TikTok Debuts (Possibly Short-Lived) Alexa Skill
TikTok, the popular and controversial video-sharing social networking app has published an Alexa skill even as it faces a very uncertain future in the United States. The Alexa skill was created with the Alexa for Apps feature Amazon released this summer and adds voice commands enabling hands-free recording for creators and voice search for viewers on the app.
Alexa’s TikTok skill lets the voice assistant open and carry out tasks on the app that normally requires tapping on the screen, including checking messages and notifications. Users can ask Alexa to find videos or sounds by subject, or ask about the daily challenge and videos made to respond to it. The company suggests using Alexa to find a video of someone sharing a cookie recipe without having to wash their hands first. For those making their own videos, Alexa can open the camera function and start recording with voice commands, so dance videos don’t have to start with someone backing away from their phone first.
The new skill only works on mobile platforms with TikTok because it runs through Alexa for Apps, meaning Echo Show smart displays can’t stream videos from the app. This is the limitation of Alexa for Apps. As Alexa is not the default voice assistant for most smartphones, it can be slightly cumbersome to use the voice assistant to open an app instead of tapping on the icon. TikTok makes a point of suggesting using Amazon’s Echo Buds earbuds to run TikTok through Alexa, since that skips the extra step.
“This is yet another way we’re making our app accessible to more users, empowering their creativity, and imagining new ways for users to engage with our platform,” TikTok explained in its announcement. “We’re always exploring new product features, effects, and tools that make it easy to create and explore videos on our platform. Our Alexa skill for TikTok is another exciting way we’re improving the app experience for our users, and we’re excited to see how it inspires new kinds of creativity on our platform.”
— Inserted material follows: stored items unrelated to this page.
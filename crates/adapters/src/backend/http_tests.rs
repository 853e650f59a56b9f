// SPDX-License-Identifier: BUSL-1.1
// Copyright (c) 2026 Alfred Jean LLC

use super::*;
use wiremock::matchers::{bearer_token, method, path};
use wiremock::{Mock, MockServer, ResponseTemplate};

fn sample_job_json() -> serde_json::Value {
    serde_json::json!({
        "code": "A1",
        "platform": "android",
        "config": "file:///tmp/config.xml",
        "source": "file:///tmp/source.zip",
        "libVersion": "8.0.0",
    })
}

#[tokio::test]
async fn fetch_job_posts_platforms_and_parses_response() {
    let server = MockServer::start().await;
    Mock::given(method("POST"))
        .and(path("/api/v1/compilation"))
        .and(bearer_token("secret"))
        .respond_with(ResponseTemplate::new(200).set_body_json(sample_job_json()))
        .mount(&server)
        .await;

    let client = HttpBackendClient::new(server.uri(), "secret").unwrap();
    let job = client.fetch_job(&[PlatformKind::Android]).await.unwrap();

    assert_eq!(job.code, "A1");
    assert_eq!(job.platform, PlatformKind::Android);
}

#[tokio::test]
async fn fetch_job_surfaces_non_success_status() {
    let server = MockServer::start().await;
    Mock::given(method("POST"))
        .and(path("/api/v1/compilation"))
        .respond_with(ResponseTemplate::new(503).set_body_string("backend unavailable"))
        .mount(&server)
        .await;

    let client = HttpBackendClient::new(server.uri(), "secret").unwrap();
    let err = client.fetch_job(&[PlatformKind::Ios]).await.unwrap_err();

    match err {
        BackendError::Status { status, .. } => assert_eq!(status, 503),
        other => panic!("expected Status error, got {other:?}"),
    }
}

#[tokio::test]
async fn post_result_sends_multipart_without_attachments_when_files_absent() {
    let server = MockServer::start().await;
    Mock::given(method("POST"))
        .and(path("/api/v1/compilation/A1"))
        .respond_with(ResponseTemplate::new(200))
        .mount(&server)
        .await;

    let client = HttpBackendClient::new(server.uri(), "secret").unwrap();
    let payload = ResultPayload {
        platform: PlatformKind::Android,
        user_error: None,
        staff_error: None,
        machine: "worker-1".into(),
        result_path: None,
        log_path: None,
    };

    client.post_result("A1", payload).await.unwrap();
}

#[tokio::test]
async fn heartbeat_and_deregister_hit_expected_paths() {
    let server = MockServer::start().await;
    Mock::given(method("POST"))
        .and(path("/api/v1/compilers/10.0.0.1/builder/heartbeat"))
        .respond_with(ResponseTemplate::new(200))
        .mount(&server)
        .await;
    Mock::given(method("DELETE"))
        .and(path("/api/v1/compilers/10.0.0.1/builder"))
        .respond_with(ResponseTemplate::new(200))
        .mount(&server)
        .await;

    let client = HttpBackendClient::new(server.uri(), "secret").unwrap();
    let service_id = ServiceId::new("builder");

    client.heartbeat("10.0.0.1", &service_id).await.unwrap();
    client.deregister("10.0.0.1", &service_id).await.unwrap();
}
TikTok’s 49 million daily users in the U.S. might not have long to enjoy the voice controls, however. President Donald Trump set a November deadline for TikTok’s Chinese owner ByteDance to divest from the U.S., citing national security concerns. Somewhat ironically, Amazon briefly banned employees with an Amazon email from installing TikTok on their phones. Microsoft has been working with the U.S. government to acquire the relevant portion of TikTok, although new reporting has suggested that Oracle, whose software business has always been enterprise-focused, is now attempting to buy TikTok’s U.S., Canadian, Australian, and New Zealand assets as well. What either company’s acquisition of TikTok’s U.S. presence would mean for integrations with a rival like Amazon would depend on the details of the acquisition and what arrangement TikTok has made with Amazon. At that point, the Alexa skill may vanish with the speed of any briefly viral TikTok challenge.